(Collected data)
-----

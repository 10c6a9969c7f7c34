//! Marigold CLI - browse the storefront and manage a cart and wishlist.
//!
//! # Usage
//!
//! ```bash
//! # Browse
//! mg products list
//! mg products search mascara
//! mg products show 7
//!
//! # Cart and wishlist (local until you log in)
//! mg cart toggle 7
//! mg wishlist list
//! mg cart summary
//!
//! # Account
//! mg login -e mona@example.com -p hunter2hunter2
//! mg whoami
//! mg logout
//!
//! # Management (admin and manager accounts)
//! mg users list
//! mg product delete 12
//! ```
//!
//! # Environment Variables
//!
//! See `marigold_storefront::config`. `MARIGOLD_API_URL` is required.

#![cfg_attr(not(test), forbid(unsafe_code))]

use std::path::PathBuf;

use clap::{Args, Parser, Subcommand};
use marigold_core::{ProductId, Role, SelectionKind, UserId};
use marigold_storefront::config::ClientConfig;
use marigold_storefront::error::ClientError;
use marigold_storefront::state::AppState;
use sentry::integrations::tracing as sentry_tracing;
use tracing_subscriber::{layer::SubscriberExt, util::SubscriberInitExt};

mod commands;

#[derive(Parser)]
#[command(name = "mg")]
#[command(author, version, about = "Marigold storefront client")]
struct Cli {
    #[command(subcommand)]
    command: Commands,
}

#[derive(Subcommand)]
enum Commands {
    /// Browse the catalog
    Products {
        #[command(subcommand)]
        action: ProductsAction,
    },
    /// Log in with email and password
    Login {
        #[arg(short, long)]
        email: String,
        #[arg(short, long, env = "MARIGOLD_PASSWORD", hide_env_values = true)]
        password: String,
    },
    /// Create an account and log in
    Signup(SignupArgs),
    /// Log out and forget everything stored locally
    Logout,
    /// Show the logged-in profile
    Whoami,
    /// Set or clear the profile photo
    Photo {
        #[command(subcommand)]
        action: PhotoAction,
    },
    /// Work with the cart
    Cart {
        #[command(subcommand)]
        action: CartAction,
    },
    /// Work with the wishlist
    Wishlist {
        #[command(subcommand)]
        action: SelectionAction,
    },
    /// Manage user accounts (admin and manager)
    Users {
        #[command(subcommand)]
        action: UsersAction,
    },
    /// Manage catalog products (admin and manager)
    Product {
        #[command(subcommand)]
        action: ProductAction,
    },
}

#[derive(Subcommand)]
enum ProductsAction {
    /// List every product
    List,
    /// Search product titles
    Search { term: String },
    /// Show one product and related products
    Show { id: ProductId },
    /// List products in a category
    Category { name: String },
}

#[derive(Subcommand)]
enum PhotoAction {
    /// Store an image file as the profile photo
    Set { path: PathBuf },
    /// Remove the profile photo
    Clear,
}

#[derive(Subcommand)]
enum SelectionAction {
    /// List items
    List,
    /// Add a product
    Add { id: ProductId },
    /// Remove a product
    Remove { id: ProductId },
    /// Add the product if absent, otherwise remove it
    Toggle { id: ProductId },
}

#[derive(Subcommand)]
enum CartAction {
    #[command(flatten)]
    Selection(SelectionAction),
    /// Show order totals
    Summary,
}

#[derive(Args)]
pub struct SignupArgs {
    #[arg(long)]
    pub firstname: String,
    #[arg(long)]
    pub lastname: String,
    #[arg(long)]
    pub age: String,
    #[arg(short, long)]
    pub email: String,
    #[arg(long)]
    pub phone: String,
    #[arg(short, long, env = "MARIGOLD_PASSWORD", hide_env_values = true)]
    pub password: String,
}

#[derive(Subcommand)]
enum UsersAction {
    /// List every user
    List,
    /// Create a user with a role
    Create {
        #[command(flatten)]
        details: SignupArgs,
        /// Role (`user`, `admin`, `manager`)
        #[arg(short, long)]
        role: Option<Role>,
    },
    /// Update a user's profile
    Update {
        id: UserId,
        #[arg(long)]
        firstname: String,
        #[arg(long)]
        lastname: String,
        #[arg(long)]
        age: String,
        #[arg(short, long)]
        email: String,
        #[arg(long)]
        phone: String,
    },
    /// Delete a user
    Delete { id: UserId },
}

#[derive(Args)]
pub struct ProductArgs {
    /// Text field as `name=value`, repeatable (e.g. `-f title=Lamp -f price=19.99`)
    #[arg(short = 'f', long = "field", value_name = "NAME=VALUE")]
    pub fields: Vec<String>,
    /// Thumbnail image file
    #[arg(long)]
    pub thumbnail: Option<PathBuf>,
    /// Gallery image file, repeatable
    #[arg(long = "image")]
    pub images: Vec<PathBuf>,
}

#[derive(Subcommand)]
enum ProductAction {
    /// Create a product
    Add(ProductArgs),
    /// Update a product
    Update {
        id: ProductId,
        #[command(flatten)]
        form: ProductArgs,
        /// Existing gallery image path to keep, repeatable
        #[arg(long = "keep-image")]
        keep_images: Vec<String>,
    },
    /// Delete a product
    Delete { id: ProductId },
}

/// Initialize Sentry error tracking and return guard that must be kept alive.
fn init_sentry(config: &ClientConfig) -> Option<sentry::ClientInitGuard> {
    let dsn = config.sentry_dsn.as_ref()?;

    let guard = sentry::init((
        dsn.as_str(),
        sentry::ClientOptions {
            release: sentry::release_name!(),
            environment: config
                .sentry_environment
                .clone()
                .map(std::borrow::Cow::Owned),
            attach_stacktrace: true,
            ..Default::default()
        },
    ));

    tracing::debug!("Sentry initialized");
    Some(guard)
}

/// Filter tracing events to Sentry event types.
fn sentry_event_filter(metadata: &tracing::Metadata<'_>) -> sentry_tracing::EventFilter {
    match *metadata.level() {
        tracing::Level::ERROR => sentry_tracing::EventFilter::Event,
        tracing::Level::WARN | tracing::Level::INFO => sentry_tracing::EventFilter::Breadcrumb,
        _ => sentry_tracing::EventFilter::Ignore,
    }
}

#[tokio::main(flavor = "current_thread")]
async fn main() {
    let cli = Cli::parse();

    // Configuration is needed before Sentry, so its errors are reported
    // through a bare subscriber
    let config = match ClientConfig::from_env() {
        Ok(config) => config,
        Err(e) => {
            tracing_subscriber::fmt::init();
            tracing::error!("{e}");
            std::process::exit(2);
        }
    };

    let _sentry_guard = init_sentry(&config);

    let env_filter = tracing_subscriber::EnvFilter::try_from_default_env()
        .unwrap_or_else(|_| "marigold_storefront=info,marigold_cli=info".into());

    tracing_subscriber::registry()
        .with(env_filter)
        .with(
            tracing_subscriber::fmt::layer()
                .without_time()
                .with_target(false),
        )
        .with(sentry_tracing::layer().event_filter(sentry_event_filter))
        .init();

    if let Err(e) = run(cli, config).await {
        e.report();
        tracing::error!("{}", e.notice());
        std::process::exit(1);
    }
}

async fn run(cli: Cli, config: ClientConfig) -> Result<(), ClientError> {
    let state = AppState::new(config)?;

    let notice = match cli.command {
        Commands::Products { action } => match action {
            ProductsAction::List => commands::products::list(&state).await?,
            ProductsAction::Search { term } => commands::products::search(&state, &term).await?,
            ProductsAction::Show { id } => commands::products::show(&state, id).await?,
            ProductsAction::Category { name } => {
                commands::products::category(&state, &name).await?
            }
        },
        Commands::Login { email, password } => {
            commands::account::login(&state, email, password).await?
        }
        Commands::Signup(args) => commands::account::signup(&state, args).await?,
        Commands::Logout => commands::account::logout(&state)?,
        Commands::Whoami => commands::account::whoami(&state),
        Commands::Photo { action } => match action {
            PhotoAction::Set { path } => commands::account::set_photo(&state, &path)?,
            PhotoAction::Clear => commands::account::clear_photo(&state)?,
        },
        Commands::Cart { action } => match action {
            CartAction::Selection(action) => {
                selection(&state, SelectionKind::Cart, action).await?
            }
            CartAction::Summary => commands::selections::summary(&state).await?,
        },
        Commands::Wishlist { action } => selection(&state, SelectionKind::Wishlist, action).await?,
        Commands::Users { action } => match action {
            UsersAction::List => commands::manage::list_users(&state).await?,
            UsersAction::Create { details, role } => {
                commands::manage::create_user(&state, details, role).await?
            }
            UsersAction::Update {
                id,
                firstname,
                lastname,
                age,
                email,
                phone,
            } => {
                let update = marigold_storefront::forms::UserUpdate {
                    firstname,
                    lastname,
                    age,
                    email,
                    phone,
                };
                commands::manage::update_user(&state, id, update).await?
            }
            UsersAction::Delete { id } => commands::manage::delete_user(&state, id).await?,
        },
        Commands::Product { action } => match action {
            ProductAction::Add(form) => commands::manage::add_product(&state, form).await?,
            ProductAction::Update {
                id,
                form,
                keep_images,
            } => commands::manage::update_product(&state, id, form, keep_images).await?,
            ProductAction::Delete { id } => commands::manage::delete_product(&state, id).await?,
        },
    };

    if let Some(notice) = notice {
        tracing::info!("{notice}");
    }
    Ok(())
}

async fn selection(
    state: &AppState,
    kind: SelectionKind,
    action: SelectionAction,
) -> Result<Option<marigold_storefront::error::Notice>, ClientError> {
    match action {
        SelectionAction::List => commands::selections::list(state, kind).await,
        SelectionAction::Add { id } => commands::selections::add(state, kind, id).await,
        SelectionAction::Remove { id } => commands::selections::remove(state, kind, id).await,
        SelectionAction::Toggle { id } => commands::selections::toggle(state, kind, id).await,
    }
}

-----

## What the task asks
Each line of the data that holds "lastname" should be copied.

## Exercise answer
    pub lastname: String,
        lastname: String,
                lastname,
                    lastname,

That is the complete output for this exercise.